And yeah, I do blame JKR for this, but I can't just overlook several books in a row of this kind of thing when she has other characters - like Neville, as you pointed out - actually learn things and start helping others more than in the past (the Trio ditched the DA once it wasn't useful to them personally anymore, but Neville started his resistance at great risk to himself even when as a Pureblood he could have kept his head down and escaped a lot of the trouble).

Date: 2011-09-30 01:47 am (UTC)
From: [identity profile] madderbrad.livejournal.com
So, I'm not seeing signs of empathy, moral responsibility, conscience, or any of that, just amusement that her enemy is traumatized.

*after the fact*, yes. But Hermione *tried to prevent* it - or at least ameliorate any punishment by the centaurs on Umbridge. She tried to get Umbridge to shut up when things escalated beyond her planned intent. No sociopath there.

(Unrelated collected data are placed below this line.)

//! Small fixed ship used by unit tests.
//!
//! ```text
//! Medbay - Cafeteria - Admin - Storage - Electrical
//!                        \________vent______/
//! ```

use crate::config::GameConfig;
use crate::env::{Env, GameEnv, MapOracle, PcgRng, Room, TaskDefinition, TaskId, TaskKind};
use crate::state::{GameState, PlayerId, Role};

pub(crate) struct TestMap;

static MAP: TestMap = TestMap;
static RNG: PcgRng = PcgRng;

const ROOMS: [&str; 5] = ["Cafeteria", "Medbay", "Admin", "Storage", "Electrical"];

impl MapOracle for TestMap {
    fn rooms(&self) -> Vec<Room> {
        ROOMS.iter().copied().map(Room::from).collect()
    }

    fn adjacent_rooms(&self, room: &Room) -> Vec<Room> {
        let names: &[&str] = match room.as_str() {
            "Cafeteria" => &["Medbay", "Admin"],
            "Medbay" => &["Cafeteria"],
            "Admin" => &["Cafeteria", "Storage"],
            "Storage" => &["Admin", "Electrical"],
            "Electrical" => &["Storage"],
            _ => &[],
        };
        names.iter().copied().map(Room::from).collect()
    }

    fn vent_connections(&self, room: &Room) -> Vec<Room> {
        match room.as_str() {
            "Admin" => vec![Room::from("Electrical")],
            "Electrical" => vec![Room::from("Admin")],
            _ => Vec::new(),
        }
    }

    fn tasks(&self) -> Vec<TaskDefinition> {
        let task = |id, name: &str, kind, room: &str, steps| TaskDefinition {
            id: TaskId(id),
            name: name.to_string(),
            kind,
            room: Room::from(room),
            steps,
        };
        vec![
            task(0, "Swipe Card", TaskKind::Common, "Admin", 1),
            task(1, "Fix Wiring", TaskKind::Common, "Electrical", 1),
            task(2, "Empty Garbage", TaskKind::Short, "Storage", 1),
            task(3, "Calibrate Distributor", TaskKind::Short, "Electrical", 1),
            task(4, "Submit Scan", TaskKind::Long, "Medbay", 2),
            task(5, "Fuel Engines", TaskKind::Long, "Storage", 2),
        ]
    }

    fn spawn_room(&self) -> Room {
        Room::from("Cafeteria")
    }

    fn emergency_room(&self) -> Room {
        Room::from("Cafeteria")
    }
}

pub(crate) fn env() -> GameEnv<'static> {
    Env::with_all(&MAP, &RNG).into_game_env()
}

/// Game with impostors at the given roster slots and everything else crewmate.
pub(crate) fn game_with_impostors(players: usize, impostors: &[u32]) -> GameState {
    let roles = (0..players as u32)
        .map(|slot| {
            if impostors.contains(&slot) {
                Role::Impostor
            } else {
                Role::Crewmate
            }
        })
        .collect();
    let config = GameConfig::new(players, impostors.len()).with_fixed_roles(roles);
    GameState::initialize(config, &env()).expect("test game builds")
}

pub(crate) fn place(state: &mut GameState, player: u32, room: &str) {
    state.players[player as usize].location = Room::from(room);
}

pub(crate) fn id(player: u32) -> PlayerId {
    PlayerId(player)
}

Sure, after it was all over Hermione got a giggle over Umbridge's fate. (Blame Ginny for that; we see here a precursor to Rowling's boosting Ginny into the limelight in book 6, where Hermione and Harry found everything the youngest Weasley said or did - belittling Fleur, tripping Ron, mocking other students - hilarious.)

Regardless of what happens *afterwards* a sociopath wouldn't have tried to get Umbridge out of her predicament while it was actually taking place. Hermione did so try.

but has no empathy whatsoever for individual elves

But that's just not right, she has heaps of pity/empathy for Kreacher, in several scenes.

And Winky, too. I just found one scene where Hermione shows her *sincere empathy* for individual elves:
    "You know, house-elves get a very raw deal!" said Hermione indignantly. "It's slavery, that's what it is! That Mr. Crouch made her go up to the top of the stadium, and she was terrified, and he's got her bewitched so she can't even run when they start trampling tents! Why doesn't anyone do something about it?"
Sorry, you're wrong. Hermione was very much "in Winky's head" with that scene, consciously considerate of the elf's feelings.

Then once she finds that her campaign isn't succeeding right off the bat, instead of persisting and doing more research and trying alternate strategies, as far as we see she just gives up.

Which means she isn't the best social evangelist in the world ... but still nothing close to a sociopath. Sociopaths don't try and help people (even if they're incompetent in delivering that help).

Date: 2011-09-30 03:27 am (UTC)
From: [identity profile] lynn-waterfall.livejournal.com
She tried to get Umbridge to shut up when things escalated beyond her planned intent.

I don't really see her actions in the forest as trying to protect Umbridge so much as anger at Umbridge's open bigotry. It's reasonable anger, of course... but I don't believe it had anything to do with trying to protect her from the consequences of her words.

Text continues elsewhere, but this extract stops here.